Holy Prophet and King David. An icon in the Russian Orthodox Psalter, Paradise Press, 2009.No other book so glorifies God, as does the Psalter. It profits the soul; it glorifies God together with the angels, and exalts and extols with a powerful voice, and imitates the angels.


At times, it flogs the demons and drives them out, and causes them much weeping and injury. It prays to God for kings and princes, and for the whole world. With the Psalter you can pray to God even for yourself, for it is the greatest and most exalted of books.


This book called the Psalter is like a great sea: for as the water of the sea is never diminished or exhausted by the outpouring of its rivers and streams, neither does the chanting of the Psalter ever fail.


The Psalter has been called bravery and boldness before God for the salvation of the soul, for there is great reward in fasting, and in bows, and in the reading of the Psalter.


If, brother, you say that you are weak, and cannot perform this rule, being but flesh – look up into the air, and see how the sun and the moon and the stars do not rest day or night from following their path, performing the commandments of the Lord, and how this fiery creation does not eat, or drink, or look for the torment to come, but, rather, fears God, and performs His commands without ceasing.


You, brother, though flesh, have clothing for your body. If you are in want, you eat and drink, and sleep as needed. There are those who get up at midnight, and worship, and pray to God, and occupy themselves with handiwork, and yet give thanks to their Maker for all things. And again he says, How weak and infirm is the nature of water, and yet it fears the Lord. Day and night it continues to ebb and flow, washing not only men, but also their darkness, giving drink to cattle, and birds, and beasts, and creeping things, and pouring itself out upon the earth.
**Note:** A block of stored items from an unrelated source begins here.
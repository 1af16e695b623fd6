//! Error types for the core protocol crate.

use displaydoc::Display;
use thiserror::Error;

/// Errors from the strict hex and integer codecs.
#[derive(Clone, Debug, Display, Error, Eq, PartialEq)]
pub enum CodecError {
    /// Hex string is missing the 0x prefix or contains non-hex characters
    HexFormat,

    /// Expected a 0x-prefixed 64-character hex string
    Hex32Shape,

    /// Integer value out of range for its wire encoding
    EncodeRange,
}

/// Errors from mnemonic handling and account derivation.
#[derive(Clone, Debug, Display, Error, Eq, PartialEq)]
pub enum DerivationError {
    /// Invalid mnemonic phrase: {0}
    BadMnemonic(String),
}

/// Errors from transaction construction and canonical encoding.
#[derive(Clone, Debug, Display, Error, Eq, PartialEq)]
pub enum ProtocolError {
    /// Codec failure: {0}
    Codec(#[from] CodecError),

    /// Transaction data field is {0} bytes, the maximum is 60
    TxDataTooLong(usize),

    /// Transfer amount must be strictly positive
    AmountNonPositive,

    /// Signature is {0} bytes, expected 64
    SignatureLengthInvalid(usize),
}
And you, brother, how is it that you neither examine nor attend to yourself? With God, all things are possible, but with man, nothing is possible. Simply take courage and be strong, and God will help you. For David says, “Wait thou on the Lord, and keep His way, and He shall promote thee, that thou shalt possess the land” [Ps. 36:34]; so let not a single day pass without singing from the Psalter.


If, for some reason, you are obliged to set it aside, mark the place, and begin again the next morning, not stopping out of slothfulness. For, as Peter, the chief of the apostles, says, “One day of our life is with the Lord as a thousand years, and a thousand years as one day,”[1] and it makes no difference.


For all the seasons of this world, brethren, turn like a wheel. Today, there is sun, and, tomorrow, darkness, and rain, and snow. Today, there are parties and weddings, and, tomorrow, weeping and despondency. But if you take action to save your soul, you will correct your speech and learn the commandments of God, and He will open your eyes, so that you might understand the wonders of the Law of the Lord.


The great John Chrysostom was asked by the brethren, “Is it good to lay aside the Psalter?” He replied, “It would be better for the sun to fall from its orbit, than to neglect reading the Psalter, for it is of great benefit to study the psalms, and to read the Psalter diligently. For all books are profitable for us, and grieve the demons, but there is none like the Psalter.” Let us, then, take heed.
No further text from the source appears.